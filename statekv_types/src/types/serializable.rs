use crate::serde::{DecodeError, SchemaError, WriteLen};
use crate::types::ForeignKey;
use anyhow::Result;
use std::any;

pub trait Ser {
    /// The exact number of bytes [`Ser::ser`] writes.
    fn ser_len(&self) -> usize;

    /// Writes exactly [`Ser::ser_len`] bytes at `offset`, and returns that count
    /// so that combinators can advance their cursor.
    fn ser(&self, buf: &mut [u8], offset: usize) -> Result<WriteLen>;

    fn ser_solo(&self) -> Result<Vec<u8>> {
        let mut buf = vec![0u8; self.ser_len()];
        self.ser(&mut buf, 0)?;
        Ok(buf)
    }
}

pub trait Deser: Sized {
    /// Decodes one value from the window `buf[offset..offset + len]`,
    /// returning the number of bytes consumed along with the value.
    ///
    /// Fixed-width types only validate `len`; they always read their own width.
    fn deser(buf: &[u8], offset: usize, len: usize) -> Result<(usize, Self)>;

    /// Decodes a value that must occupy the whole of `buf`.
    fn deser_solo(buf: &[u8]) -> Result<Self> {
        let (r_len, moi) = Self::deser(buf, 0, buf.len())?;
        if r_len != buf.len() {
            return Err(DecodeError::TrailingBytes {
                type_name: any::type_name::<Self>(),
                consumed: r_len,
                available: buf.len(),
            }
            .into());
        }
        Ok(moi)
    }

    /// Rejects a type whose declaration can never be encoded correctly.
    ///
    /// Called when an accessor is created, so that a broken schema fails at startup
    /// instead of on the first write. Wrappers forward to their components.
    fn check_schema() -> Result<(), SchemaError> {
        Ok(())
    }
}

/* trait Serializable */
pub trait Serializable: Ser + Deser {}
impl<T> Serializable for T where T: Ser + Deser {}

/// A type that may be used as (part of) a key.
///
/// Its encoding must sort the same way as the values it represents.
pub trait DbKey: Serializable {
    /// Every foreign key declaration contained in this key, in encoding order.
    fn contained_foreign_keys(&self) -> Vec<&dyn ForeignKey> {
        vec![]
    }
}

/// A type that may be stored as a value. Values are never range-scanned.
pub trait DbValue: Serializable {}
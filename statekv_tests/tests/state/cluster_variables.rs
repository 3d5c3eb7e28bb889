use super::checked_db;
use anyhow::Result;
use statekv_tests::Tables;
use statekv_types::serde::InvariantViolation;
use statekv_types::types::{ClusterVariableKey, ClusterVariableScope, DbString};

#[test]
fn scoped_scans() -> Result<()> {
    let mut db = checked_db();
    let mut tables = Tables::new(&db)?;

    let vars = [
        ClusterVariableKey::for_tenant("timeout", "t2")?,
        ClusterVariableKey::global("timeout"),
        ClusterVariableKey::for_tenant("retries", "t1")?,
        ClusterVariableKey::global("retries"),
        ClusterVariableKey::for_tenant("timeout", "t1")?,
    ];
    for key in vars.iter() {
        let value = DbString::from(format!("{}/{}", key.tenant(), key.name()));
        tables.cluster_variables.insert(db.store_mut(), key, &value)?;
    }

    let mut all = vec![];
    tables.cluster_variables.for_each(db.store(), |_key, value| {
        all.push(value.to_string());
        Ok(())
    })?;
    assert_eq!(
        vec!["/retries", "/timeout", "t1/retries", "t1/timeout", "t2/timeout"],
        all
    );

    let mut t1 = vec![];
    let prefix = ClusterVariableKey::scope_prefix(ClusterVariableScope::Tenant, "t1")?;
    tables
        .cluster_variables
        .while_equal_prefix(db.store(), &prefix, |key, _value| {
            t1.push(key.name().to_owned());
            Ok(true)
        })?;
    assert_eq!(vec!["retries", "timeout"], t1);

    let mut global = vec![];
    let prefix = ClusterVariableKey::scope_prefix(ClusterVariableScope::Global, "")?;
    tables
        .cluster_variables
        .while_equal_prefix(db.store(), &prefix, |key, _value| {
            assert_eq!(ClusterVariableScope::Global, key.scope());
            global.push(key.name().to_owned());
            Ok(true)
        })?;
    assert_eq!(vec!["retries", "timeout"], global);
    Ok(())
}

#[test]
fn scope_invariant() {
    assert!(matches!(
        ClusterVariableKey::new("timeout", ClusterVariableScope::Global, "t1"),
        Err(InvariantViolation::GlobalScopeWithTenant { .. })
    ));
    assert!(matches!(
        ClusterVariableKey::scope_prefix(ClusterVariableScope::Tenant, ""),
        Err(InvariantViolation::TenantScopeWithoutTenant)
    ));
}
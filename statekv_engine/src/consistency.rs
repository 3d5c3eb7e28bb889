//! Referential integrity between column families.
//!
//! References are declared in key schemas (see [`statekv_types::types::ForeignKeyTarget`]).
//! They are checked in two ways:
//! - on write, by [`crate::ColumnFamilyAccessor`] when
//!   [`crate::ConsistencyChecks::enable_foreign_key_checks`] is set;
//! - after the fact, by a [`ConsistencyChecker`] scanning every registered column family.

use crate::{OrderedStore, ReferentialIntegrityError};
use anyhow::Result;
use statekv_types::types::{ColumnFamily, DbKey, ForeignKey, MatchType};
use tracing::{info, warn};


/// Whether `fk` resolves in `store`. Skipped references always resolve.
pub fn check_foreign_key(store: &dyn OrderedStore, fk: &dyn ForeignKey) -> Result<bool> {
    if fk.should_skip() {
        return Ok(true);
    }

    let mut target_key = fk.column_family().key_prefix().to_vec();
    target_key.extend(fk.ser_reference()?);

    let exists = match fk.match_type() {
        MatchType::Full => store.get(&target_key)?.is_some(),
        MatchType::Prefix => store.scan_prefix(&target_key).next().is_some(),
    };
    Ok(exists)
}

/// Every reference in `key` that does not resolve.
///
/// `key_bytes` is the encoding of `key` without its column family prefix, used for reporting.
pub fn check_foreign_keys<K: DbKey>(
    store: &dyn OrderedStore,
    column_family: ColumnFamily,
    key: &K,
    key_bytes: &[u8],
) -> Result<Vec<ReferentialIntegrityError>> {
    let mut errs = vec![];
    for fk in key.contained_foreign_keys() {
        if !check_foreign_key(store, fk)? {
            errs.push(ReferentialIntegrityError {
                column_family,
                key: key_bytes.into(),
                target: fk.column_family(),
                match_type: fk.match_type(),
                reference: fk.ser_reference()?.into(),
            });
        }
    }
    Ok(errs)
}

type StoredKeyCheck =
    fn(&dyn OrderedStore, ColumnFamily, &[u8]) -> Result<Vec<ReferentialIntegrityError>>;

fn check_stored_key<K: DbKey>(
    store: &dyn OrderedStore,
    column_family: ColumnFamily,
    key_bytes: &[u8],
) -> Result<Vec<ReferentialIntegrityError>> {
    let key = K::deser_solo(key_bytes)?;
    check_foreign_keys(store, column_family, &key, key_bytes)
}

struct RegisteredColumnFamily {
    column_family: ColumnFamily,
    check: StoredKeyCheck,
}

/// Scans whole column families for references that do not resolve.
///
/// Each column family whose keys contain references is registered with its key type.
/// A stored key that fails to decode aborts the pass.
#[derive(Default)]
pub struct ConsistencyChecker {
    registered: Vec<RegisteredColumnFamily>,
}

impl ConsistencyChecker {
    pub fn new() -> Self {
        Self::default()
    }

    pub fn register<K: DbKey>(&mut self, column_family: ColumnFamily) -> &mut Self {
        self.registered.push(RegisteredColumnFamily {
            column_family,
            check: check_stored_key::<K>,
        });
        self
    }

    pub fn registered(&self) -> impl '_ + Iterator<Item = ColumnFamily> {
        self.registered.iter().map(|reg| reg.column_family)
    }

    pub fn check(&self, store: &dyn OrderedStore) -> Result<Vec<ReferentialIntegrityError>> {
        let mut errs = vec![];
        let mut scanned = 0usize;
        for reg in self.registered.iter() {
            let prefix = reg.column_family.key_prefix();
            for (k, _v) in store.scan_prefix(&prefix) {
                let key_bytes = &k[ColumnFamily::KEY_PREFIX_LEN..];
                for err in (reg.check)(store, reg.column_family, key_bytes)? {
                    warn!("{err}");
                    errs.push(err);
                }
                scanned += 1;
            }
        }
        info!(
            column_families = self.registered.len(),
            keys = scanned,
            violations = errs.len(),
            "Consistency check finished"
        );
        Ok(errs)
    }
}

* * *

WORK REQUIRED
Output all lines from the beginning of the data up to the line holding "The exact number", that line included, exactly as written.

EXERCISE OUTPUT
filename statekv_types/src/types/serializable.rs
use crate::serde::{DecodeError, SchemaError, WriteLen};
use crate::types::ForeignKey;
use anyhow::Result;
use std::any;

pub trait Ser {
    /// The exact number of bytes [`Ser::ser`] writes.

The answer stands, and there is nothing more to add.